> TASK
All of the records should be given again exactly as they appear.

··· AVAILABLE DATA

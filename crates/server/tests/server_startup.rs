use std::io::Write;
use std::net::TcpListener;
use std::path::Path;
use std::time::Duration;

use reqwest::Client;
use tempfile::{NamedTempFile, TempDir};
use tokio::time::{sleep, timeout};

/// Find an available port
fn get_available_port() -> u16 {
    TcpListener::bind("127.0.0.1:0")
        .unwrap()
        .local_addr()
        .unwrap()
        .port()
}

/// Create a minimal valid config with an empty binary root
fn minimal_config(port: u16, bin_root: &Path) -> String {
    format!(
        r#"
[server]
host = "127.0.0.1"
port = {}

[resolver]
bin_root = "{}"
"#,
        port,
        bin_root.display()
    )
}

fn write_config(content: &str) -> NamedTempFile {
    let mut temp_file = NamedTempFile::new().unwrap();
    temp_file.write_all(content.as_bytes()).unwrap();
    temp_file.flush().unwrap();
    temp_file
}

/// Spawn the server and return a handle
async fn spawn_server(config_path: &Path) -> tokio::process::Child {
    tokio::process::Command::new(env!("CARGO_BIN_EXE_pixpress"))
        .env("PIXPRESS_CONFIG", config_path)
        .env("RUST_LOG", "error") // Quiet logs during tests
        .kill_on_drop(true)
        .spawn()
        .expect("Failed to spawn server")
}

/// Run the server to completion, expecting it to exit on its own
async fn run_to_exit(config_path: &Path) -> std::process::Output {
    timeout(
        Duration::from_secs(10),
        tokio::process::Command::new(env!("CARGO_BIN_EXE_pixpress"))
            .env("PIXPRESS_CONFIG", config_path)
            .env("RUST_LOG", "error")
            .output(),
    )
    .await
    .expect("Command timed out")
    .expect("Failed to execute command")
}

/// Wait for server to be ready
async fn wait_for_server(port: u16, max_attempts: u32) -> bool {
    let client = Client::new();
    for _ in 0..max_attempts {
        if client
            .get(format!("http://127.0.0.1:{}/api/v1/health", port))
            .send()
            .await
            .is_ok()
        {
            return true;
        }
        sleep(Duration::from_millis(50)).await;
    }
    false
}

#[tokio::test]
async fn test_health_endpoint() {
    let port = get_available_port();
    let bin_root = TempDir::new().unwrap();
    let config = write_config(&minimal_config(port, bin_root.path()));

    let mut server = spawn_server(config.path()).await;

    assert!(
        wait_for_server(port, 200).await,
        "Server did not start in time"
    );

    let client = Client::new();
    let response = client
        .get(format!("http://127.0.0.1:{}/api/v1/health", port))
        .send()
        .await
        .expect("Failed to send request");

    assert!(response.status().is_success());

    let json: serde_json::Value = response.json().await.expect("Failed to parse JSON");
    assert_eq!(json["status"], "ok");

    server.kill().await.ok();
}

#[tokio::test]
async fn test_config_endpoint_returns_sanitized() {
    let port = get_available_port();
    let bin_root = TempDir::new().unwrap();
    let config = write_config(&minimal_config(port, bin_root.path()));

    let mut server = spawn_server(config.path()).await;

    assert!(
        wait_for_server(port, 200).await,
        "Server did not start in time"
    );

    let client = Client::new();
    let response = client
        .get(format!("http://127.0.0.1:{}/api/v1/config", port))
        .send()
        .await
        .expect("Failed to send request");

    assert!(response.status().is_success());

    let json: serde_json::Value = response.json().await.expect("Failed to parse JSON");
    assert_eq!(json["server"]["port"], port);
    assert_eq!(json["resolver"]["bin_root_exists"], true);
    assert_eq!(json["converter"]["avif_quality"], 80);

    server.kill().await.ok();
}

#[tokio::test]
async fn test_metrics_endpoint_serves_prometheus_text() {
    let port = get_available_port();
    let bin_root = TempDir::new().unwrap();
    let config = write_config(&minimal_config(port, bin_root.path()));

    let mut server = spawn_server(config.path()).await;

    assert!(
        wait_for_server(port, 200).await,
        "Server did not start in time"
    );

    let response = Client::new()
        .get(format!("http://127.0.0.1:{}/metrics", port))
        .send()
        .await
        .expect("Failed to send request");

    assert!(response.status().is_success());
    let body = response.text().await.expect("Failed to read body");
    assert!(body.contains("pixpress_http_requests_total"));

    server.kill().await.ok();
}

#[tokio::test]
async fn test_missing_config_file_exits_with_error() {
    let output = run_to_exit(Path::new("/nonexistent/config.toml")).await;

    assert!(!output.status.success());
}

#[tokio::test]
async fn test_invalid_config_exits_with_error() {
    let config = write_config(
        r#"
[batch]
max_parallel = 0
"#,
    );

    let output = run_to_exit(config.path()).await;

    assert!(!output.status.success());
}

#[tokio::test]
async fn test_malformed_config_exits_with_error() {
    let config = write_config("[server\nport = ");

    let output = run_to_exit(config.path()).await;

    assert!(!output.status.success());
}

······

> WRITTEN ANSWER
filename crates/server/tests/server_startup.rs
use std::io::Write;
use std::net::TcpListener;
use std::path::Path;
use std::time::Duration;

use reqwest::Client;
use tempfile::{NamedTempFile, TempDir};
use tokio::time::{sleep, timeout};

/// Find an available port
fn get_available_port() -> u16 {
    TcpListener::bind("127.0.0.1:0")
        .unwrap()
        .local_addr()
        .unwrap()
        .port()
}

/// Create a minimal valid config with an empty binary root
fn minimal_config(port: u16, bin_root: &Path) -> String {
    format!(
        r#"
[server]
host = "127.0.0.1"
port = {}

[resolver]
bin_root = "{}"
"#,
        port,
        bin_root.display()
    )
}

fn write_config(content: &str) -> NamedTempFile {
    let mut temp_file = NamedTempFile::new().unwrap();
    temp_file.write_all(content.as_bytes()).unwrap();
    temp_file.flush().unwrap();
    temp_file
}

/// Spawn the server and return a handle
async fn spawn_server(config_path: &Path) -> tokio::process::Child {
    tokio::process::Command::new(env!("CARGO_BIN_EXE_pixpress"))
        .env("PIXPRESS_CONFIG", config_path)
        .env("RUST_LOG", "error") // Quiet logs during tests
        .kill_on_drop(true)
        .spawn()
        .expect("Failed to spawn server")
}

/// Run the server to completion, expecting it to exit on its own
async fn run_to_exit(config_path: &Path) -> std::process::Output {
    timeout(
        Duration::from_secs(10),
        tokio::process::Command::new(env!("CARGO_BIN_EXE_pixpress"))
            .env("PIXPRESS_CONFIG", config_path)
            .env("RUST_LOG", "error")
            .output(),
    )
    .await
    .expect("Command timed out")
    .expect("Failed to execute command")
}

/// Wait for server to be ready
async fn wait_for_server(port: u16, max_attempts: u32) -> bool {
    let client = Client::new();
    for _ in 0..max_attempts {
        if client
            .get(format!("http://127.0.0.1:{}/api/v1/health", port))
            .send()
            .await
            .is_ok()
        {
            return true;
        }
        sleep(Duration::from_millis(50)).await;
    }
    false
}

#[tokio::test]
async fn test_health_endpoint() {
    let port = get_available_port();
    let bin_root = TempDir::new().unwrap();
    let config = write_config(&minimal_config(port, bin_root.path()));

    let mut server = spawn_server(config.path()).await;

    assert!(
        wait_for_server(port, 200).await,
        "Server did not start in time"
    );

    let client = Client::new();
    let response = client
        .get(format!("http://127.0.0.1:{}/api/v1/health", port))
        .send()
        .await
        .expect("Failed to send request");

    assert!(response.status().is_success());

    let json: serde_json::Value = response.json().await.expect("Failed to parse JSON");
    assert_eq!(json["status"], "ok");

    server.kill().await.ok();
}

#[tokio::test]
async fn test_config_endpoint_returns_sanitized() {
    let port = get_available_port();
    let bin_root = TempDir::new().unwrap();
    let config = write_config(&minimal_config(port, bin_root.path()));

    let mut server = spawn_server(config.path()).await;

    assert!(
        wait_for_server(port, 200).await,
        "Server did not start in time"
    );

    let client = Client::new();
    let response = client
        .get(format!("http://127.0.0.1:{}/api/v1/config", port))
        .send()
        .await
        .expect("Failed to send request");

    assert!(response.status().is_success());

    let json: serde_json::Value = response.json().await.expect("Failed to parse JSON");
    assert_eq!(json["server"]["port"], port);
    assert_eq!(json["resolver"]["bin_root_exists"], true);
    assert_eq!(json["converter"]["avif_quality"], 80);

    server.kill().await.ok();
}

#[tokio::test]
async fn test_metrics_endpoint_serves_prometheus_text() {
    let port = get_available_port();
    let bin_root = TempDir::new().unwrap();
    let config = write_config(&minimal_config(port, bin_root.path()));

    let mut server = spawn_server(config.path()).await;

    assert!(
        wait_for_server(port, 200).await,
        "Server did not start in time"
    );

    let response = Client::new()
        .get(format!("http://127.0.0.1:{}/metrics", port))
        .send()
        .await
        .expect("Failed to send request");

    assert!(response.status().is_success());
    let body = response.text().await.expect("Failed to read body");
    assert!(body.contains("pixpress_http_requests_total"));

    server.kill().await.ok();
}

#[tokio::test]
async fn test_missing_config_file_exits_with_error() {
    let output = run_to_exit(Path::new("/nonexistent/config.toml")).await;

    assert!(!output.status.success());
}

#[tokio::test]
async fn test_invalid_config_exits_with_error() {
    let config = write_config(
        r#"
[batch]
max_parallel = 0
"#,
    );

    let output = run_to_exit(config.path()).await;

    assert!(!output.status.success());
}

#[tokio::test]
async fn test_malformed_config_exits_with_error() {
    let config = write_config("[server\nport = ");

    let output = run_to_exit(config.path()).await;

    assert!(!output.status.success());
}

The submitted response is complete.